May the Book Haven add a note to this? Too often, arts education has yielded to a wrong-headed notion of self-expression, rather than as an apprenticeship to something more enduring and more profound than the limited ego and short-lived self. For example, it is a lesson in humility to write write essays, articles, even blogposts, and then read Great Expectations on the train, or memorize Shakespeare on the elliptical, just as it must be for an artist (or anyone else really) to study Giotto before returning to the commercial art studio. It subsumes us into something greater than ourselves, and one is happy to put a nail into the most obscure cupola in the magnificent edifice of civilization. It teaches one humility, and we could all use a little o’ that.
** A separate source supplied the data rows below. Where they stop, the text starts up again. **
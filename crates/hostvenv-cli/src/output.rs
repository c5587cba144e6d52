use serde_json::Value;

use hostvenv_core::ExecutionOutcome;

use crate::style::Style;

/// Human lines describing a setup report carried in `details`.
pub fn render_details(style: &Style, details: &Value) -> Vec<String> {
    let mut lines = Vec::new();

    if let Some(target) = text(details, "target_version") {
        lines.push(style.field("host python", target));
    }
    if let Some(environment) = details.get("environment") {
        match environment.get("action").and_then(Value::as_str) {
            Some("already_valid") => lines.push(style.field("environment", "reused (version matches)")),
            Some("created") => {
                let replaced = environment.get("replaced").and_then(Value::as_bool).unwrap_or(false);
                let verb = if replaced { "recreated" } else { "created" };
                let interpreter = environment
                    .get("interpreter")
                    .map(describe_interpreter)
                    .unwrap_or_default();
                lines.push(style.field("environment", &format!("{verb} with {interpreter}")));
            }
            _ => {}
        }
    }
    if let Some(path) = text(details, "environment_path") {
        lines.push(style.field("location", path));
    }
    if let Some(install) = details.get("install").filter(|value| !value.is_null()) {
        let requirement = install.get("requirement").map(describe_requirement).unwrap_or_default();
        let line = match install.get("installed_version").and_then(Value::as_str) {
            Some(version) => format!("{requirement} (installed {version})"),
            None => requirement,
        };
        lines.push(style.field("package", &line));
    }
    if let Some(update) = details.get("search_path").filter(|value| !value.is_null()) {
        let path = update.get("path").and_then(Value::as_str).unwrap_or_default();
        let suffix = if update.get("added").and_then(Value::as_bool).unwrap_or(false) {
            ""
        } else {
            " (already present)"
        };
        lines.push(style.field("search path", &format!("{path}{suffix}")));
    }
    if let Some(check) = details.get("import_check").filter(|value| !value.is_null()) {
        let module = check.get("module").and_then(Value::as_str).unwrap_or("module");
        let line = if check.get("ok").and_then(Value::as_bool).unwrap_or(false) {
            let version = check.get("version").and_then(Value::as_str).unwrap_or("unknown version");
            format!("import {module} ok ({version})")
        } else {
            format!("import {module} failed")
        };
        lines.push(style.field("import check", &line));
    }
    if let Some(pid) = details.get("terminal_pid").and_then(Value::as_u64) {
        lines.push(style.field("terminal pid", &pid.to_string()));
    }
    if let Some(warnings) = details.get("warnings").and_then(Value::as_array) {
        for warning in warnings.iter().filter_map(Value::as_str) {
            lines.push(style.warning(warning));
        }
    }
    if let Some(hint) = hint_from_details(details) {
        lines.push(style.info(&format!("Hint: {hint}")));
    }
    lines
}

pub fn render(style: &Style, outcome: &ExecutionOutcome) -> Vec<String> {
    let mut lines = vec![style.status(outcome.status, &outcome.message)];
    lines.extend(render_details(style, &outcome.details));
    lines
}

fn text<'a>(details: &'a Value, key: &str) -> Option<&'a str> {
    details.get(key).and_then(Value::as_str)
}

fn hint_from_details(details: &Value) -> Option<&str> {
    details
        .as_object()
        .and_then(|map| map.get("hint"))
        .and_then(Value::as_str)
}

fn describe_interpreter(candidate: &Value) -> String {
    let invocation = candidate.get("invocation");
    let location = match invocation.and_then(|value| value.get("kind")).and_then(Value::as_str) {
        Some("launcher") => {
            let program = invocation
                .and_then(|value| value.get("program"))
                .and_then(Value::as_str)
                .unwrap_or("launcher");
            let args: Vec<&str> = invocation
                .and_then(|value| value.get("args"))
                .and_then(Value::as_array)
                .map(|args| args.iter().filter_map(Value::as_str).collect())
                .unwrap_or_default();
            std::iter::once(program).chain(args).collect::<Vec<_>>().join(" ")
        }
        _ => invocation
            .and_then(|value| value.get("path"))
            .and_then(Value::as_str)
            .unwrap_or("python")
            .to_string(),
    };
    match candidate.get("reported_version").and_then(Value::as_str) {
        Some(version) => format!("{location} ({version})"),
        None => location,
    }
}

fn describe_requirement(requirement: &Value) -> String {
    let name = requirement.get("name").and_then(Value::as_str).unwrap_or_default();
    let constraint = requirement.get("constraint").and_then(Value::as_str).unwrap_or_default();
    format!("{name}{constraint}")
}
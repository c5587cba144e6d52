#![deny(clippy::all)]
#![allow(
    clippy::missing_errors_doc,
    clippy::missing_panics_doc,
    clippy::must_use_candidate
)]

pub mod interpreter;
pub mod layout;
pub mod package;
pub mod process;
pub mod version;

pub use interpreter::{InterpreterCandidate, Invocation, LocatorStrategy, MatchKind};
pub use layout::{EnvLayout, Platform, ENV_DIR_NAME};
pub use package::{parse_installed_version, requirement_for, PackageRequirement};
pub use process::{path_arg, split_lines, CommandSpec, ProcessResult};
pub use version::{channel_of, full_version_of, TargetVersion, VersionParseError};
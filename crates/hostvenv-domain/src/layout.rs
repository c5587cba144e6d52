use std::path::{Path, PathBuf};

use serde::{Deserialize, Serialize};

use crate::version::TargetVersion;

pub const ENV_DIR_NAME: &str = "venv";

#[derive(Clone, Copy, Debug, PartialEq, Eq, Serialize, Deserialize)]
#[serde(rename_all = "snake_case")]
pub enum Platform {
    Windows,
    Posix,
}

impl Platform {
    pub fn current() -> Self {
        if cfg!(windows) {
            Self::Windows
        } else {
            Self::Posix
        }
    }
}

/// Paths inside an environment directory.
#[derive(Clone, Debug, PartialEq, Eq)]
pub struct EnvLayout {
    root: PathBuf,
    platform: Platform,
}

impl EnvLayout {
    /// Layout of `<project>/venv` for the given platform.
    pub fn in_project(project_root: &Path, platform: Platform) -> Self {
        Self::at(project_root.join(ENV_DIR_NAME), platform)
    }

    pub fn at(root: impl Into<PathBuf>, platform: Platform) -> Self {
        Self {
            root: root.into(),
            platform,
        }
    }

    pub fn root(&self) -> &Path {
        &self.root
    }

    pub fn platform(&self) -> Platform {
        self.platform
    }

    pub fn bin_dir(&self) -> PathBuf {
        match self.platform {
            Platform::Windows => self.root.join("Scripts"),
            Platform::Posix => self.root.join("bin"),
        }
    }

    pub fn interpreter(&self) -> PathBuf {
        match self.platform {
            Platform::Windows => self.bin_dir().join("python.exe"),
            Platform::Posix => self.bin_dir().join("python"),
        }
    }

    pub fn installer(&self) -> PathBuf {
        match self.platform {
            Platform::Windows => self.bin_dir().join("pip.exe"),
            Platform::Posix => self.bin_dir().join("pip"),
        }
    }

    pub fn lib_dir(&self) -> PathBuf {
        match self.platform {
            Platform::Windows => self.root.join("Lib"),
            Platform::Posix => self.root.join("lib"),
        }
    }

    /// Windows keeps a single `Lib/site-packages`; POSIX environments nest
    /// it under the channel of the interpreter that created them.
    pub fn site_packages(&self, channel: &TargetVersion) -> PathBuf {
        match self.platform {
            Platform::Windows => self.lib_dir().join("site-packages"),
            Platform::Posix => self
                .lib_dir()
                .join(format!("python{channel}"))
                .join("site-packages"),
        }
    }
}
“I love California, I want to see every corner of California. Every place matters,” said the Angelino poet as he concluded his remarks. And a few hours later he hit the road again. I got an email from him a little while later – he’d traveled over a thousand miles by car in the past ten days, not counting flights to and from Los Angeles, where he currently holds the Judge Widney Professor of Poetry and Public Culture at the University of Southern California.

Listen to his whole talk here. Kudos to Eliza TudorExecutive Director of Nevada County Arts Council, for pulling off a smashing launch of a promising annual event. And congratulations to Molly Fisk, Nevada County’s inaugural poet laureate!